** Data provided follows **

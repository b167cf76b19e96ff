//! Login gateway: signs users in through the Microsoft identity platform and
//! gates a profile page on an active subscription for their tenant.

use std::sync::Arc;

pub mod auth;
pub mod config;
pub mod credential;
pub mod db;
pub mod error;
pub mod handlers;
pub mod models;
pub mod repository;
pub mod routes;
pub mod session;
pub mod templates;

use auth::{IdentityProvider, MicrosoftIdentity};
use config::GatewayConfig;
use credential::CredentialProvider;
use db::SqlConnector;
use repository::{SqlSubscriptionRepository, SubscriptionRepository};
use session::{MemoryStore, SessionCookie, SessionStore};
use templates::Templates;

pub use routes::build_router;

/// How often the in-memory session store drops expired records.
const SESSION_PRUNE_PERIOD: std::time::Duration = std::time::Duration::from_secs(5 * 60);

/// Shared state handed to every handler.
#[derive(Clone)]
pub struct AppState {
    pub config: Arc<GatewayConfig>,
    pub identity: Arc<dyn IdentityProvider>,
    pub subscriptions: Arc<dyn SubscriptionRepository>,
    pub sessions: Arc<dyn SessionStore>,
    pub session_cookie: SessionCookie,
    pub templates: Templates,
}

impl AppState {
    pub fn new(
        config: GatewayConfig,
        identity: Arc<dyn IdentityProvider>,
        subscriptions: Arc<dyn SubscriptionRepository>,
        sessions: Arc<dyn SessionStore>,
    ) -> Self {
        Self {
            session_cookie: SessionCookie::from_config(&config),
            templates: Templates::new(config.views_dir.clone()),
            config: Arc::new(config),
            identity,
            subscriptions,
            sessions,
        }
    }

    /// Production wiring: Microsoft identity platform, Azure SQL and the
    /// in-memory session store. Must be called inside a tokio runtime, since
    /// it starts the session pruner.
    pub fn from_config(config: GatewayConfig) -> anyhow::Result<Self> {
        let http = reqwest::Client::builder()
            .user_agent(concat!("login-gateway/", env!("CARGO_PKG_VERSION")))
            .build()?;

        let identity = MicrosoftIdentity::from_config(&config, http.clone());
        let credentials = CredentialProvider::new(
            config.is_local,
            http,
            config.managed_identity_client_id.clone(),
        );
        let subscriptions = SqlSubscriptionRepository::new(SqlConnector::new(&config, credentials));
        let sessions = Arc::new(MemoryStore::new(config.session_ttl()));
        sessions.clone().spawn_pruner(SESSION_PRUNE_PERIOD);

        Ok(Self::new(
            config,
            Arc::new(identity),
            Arc::new(subscriptions),
            sessions,
        ))
    }
}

** End of Data provided **

* _Task prompt_: Show each line of the records above containing "credentials".

* _Exercise answer_:
        let credentials = CredentialProvider::new(
        let subscriptions = SqlSubscriptionRepository::new(SqlConnector::new(&config, credentials));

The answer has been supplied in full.